Source data
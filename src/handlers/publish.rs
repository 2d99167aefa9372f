use crate::connection::{Session, SessionState};
use crate::handlers::{clean_name, CommandHandler};
use crate::protocol::control::{self, UserControlEvent};
use crate::{Error, Result, RtmpCommand, MEDIA_STREAM_ID};

pub struct PublishHandler;

#[async_trait::async_trait]
impl CommandHandler for PublishHandler {
    fn command_name(&self) -> &str {
        "publish"
    }

    async fn handle(&self, command: RtmpCommand, session: &mut Session) -> Result<()> {
        if !session.state().can_start_stream() {
            return Err(Error::invalid_state(format!("publish in state {:?}", session.state())));
        }

        let stream_name = command.stream_name()
            .map(clean_name)
            .filter(|name| !name.is_empty())
            .ok_or_else(|| Error::protocol("publish without stream name"))?
            .to_string();
        let publish_type = command.arguments.get(1)
            .and_then(|v| v.as_str())
            .unwrap_or("live");

        let app_name = session.app().unwrap_or_default().to_string();
        let Some(app) = session.registry().app(&app_name) else {
            log::warn!("Session {}: publish to unknown app '{}'", session.id(), app_name);
            return Ok(());
        };

        log::info!(
            "Session {}: publishing {}/{} ({})",
            session.id(),
            app_name,
            stream_name,
            publish_type
        );
        let room = app.get_or_create(&stream_name).await;
        session.attach_publisher(room).await;

        session.send(control::user_control(UserControlEvent::StreamBegin(MEDIA_STREAM_ID))).await?;
        let status = RtmpCommand::on_status(
            "NetStream.Publish.Start",
            &format!("{} is now published.", stream_name),
        );
        session.send_command(status, MEDIA_STREAM_ID).await?;

        session.set_state(SessionState::Publishing);
        Ok(())
    }
}
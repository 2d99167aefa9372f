/// Command-level state of an RTMP session.
#[derive(Debug, Clone, Copy, PartialEq, Eq)]
pub enum SessionState {
    /// Handshake done, waiting for connect
    Initial,

    /// connect accepted
    Connected,

    /// createStream answered
    StreamCreated,

    /// Publishing stream
    Publishing,

    /// Playing stream
    Playing,
}

impl SessionState {
    pub fn can_connect(&self) -> bool {
        *self == SessionState::Initial
    }

    pub fn can_create_stream(&self) -> bool {
        matches!(self, SessionState::Connected | SessionState::StreamCreated)
    }

    /// publish and play both need a created stream
    pub fn can_start_stream(&self) -> bool {
        *self == SessionState::StreamCreated
    }

    /// Streaming sessions fall back here on deleteStream
    pub fn has_stream(&self) -> bool {
        matches!(
            self,
            SessionState::StreamCreated | SessionState::Publishing | SessionState::Playing
        )
    }
}
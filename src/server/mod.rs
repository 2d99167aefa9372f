mod server;
mod config;
mod registry;
pub mod http_flv;
pub mod hls;

pub use server::RtmpServer;
pub use config::{ServerConfig, ServerConfigBuilder};
pub use registry::*;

▸ Prompt:
Once more, write out all the data exactly.

▸ Final answer:
filename src/handlers/publish.rs
repository 2d99167aefa9372f
use crate::connection::{Session, SessionState};
use crate::handlers::{clean_name, CommandHandler};
use crate::protocol::control::{self, UserControlEvent};
use crate::{Error, Result, RtmpCommand, MEDIA_STREAM_ID};

pub struct PublishHandler;

#[async_trait::async_trait]
impl CommandHandler for PublishHandler {
    fn command_name(&self) -> &str {
        "publish"
    }

    async fn handle(&self, command: RtmpCommand, session: &mut Session) -> Result<()> {
        if !session.state().can_start_stream() {
            return Err(Error::invalid_state(format!("publish in state {:?}", session.state())));
        }

        let stream_name = command.stream_name()
            .map(clean_name)
            .filter(|name| !name.is_empty())
            .ok_or_else(|| Error::protocol("publish without stream name"))?
            .to_string();
        let publish_type = command.arguments.get(1)
            .and_then(|v| v.as_str())
            .unwrap_or("live");

        let app_name = session.app().unwrap_or_default().to_string();
        let Some(app) = session.registry().app(&app_name) else {
            log::warn!("Session {}: publish to unknown app '{}'", session.id(), app_name);
            return Ok(());
        };

        log::info!(
            "Session {}: publishing {}/{} ({})",
            session.id(),
            app_name,
            stream_name,
            publish_type
        );
        let room = app.get_or_create(&stream_name).await;
        session.attach_publisher(room).await;

        session.send(control::user_control(UserControlEvent::StreamBegin(MEDIA_STREAM_ID))).await?;
        let status = RtmpCommand::on_status(
            "NetStream.Publish.Start",
            &format!("{} is now published.", stream_name),
        );
        session.send_command(status, MEDIA_STREAM_ID).await?;

        session.set_state(SessionState::Publishing);
        Ok(())
    }
}
repository 2d99167aefa9372f
/// Command-level state of an RTMP session.
#[derive(Debug, Clone, Copy, PartialEq, Eq)]
pub enum SessionState {
    /// Handshake done, waiting for connect
    Initial,

    /// connect accepted
    Connected,

    /// createStream answered
    StreamCreated,

    /// Publishing stream
    Publishing,

    /// Playing stream
    Playing,
}

impl SessionState {
    pub fn can_connect(&self) -> bool {
        *self == SessionState::Initial
    }

    pub fn can_create_stream(&self) -> bool {
        matches!(self, SessionState::Connected | SessionState::StreamCreated)
    }

    /// publish and play both need a created stream
    pub fn can_start_stream(&self) -> bool {
        *self == SessionState::StreamCreated
    }

    /// Streaming sessions fall back here on deleteStream
    pub fn has_stream(&self) -> bool {
        matches!(
            self,
            SessionState::StreamCreated | SessionState::Publishing | SessionState::Playing
        )
    }
}
filename src/server/mod.rs
repository 2d99167aefa9372f
mod server;
mod config;
mod registry;
pub mod http_flv;
pub mod hls;

pub use server::RtmpServer;
pub use config::{ServerConfig, ServerConfigBuilder};
pub use registry::*;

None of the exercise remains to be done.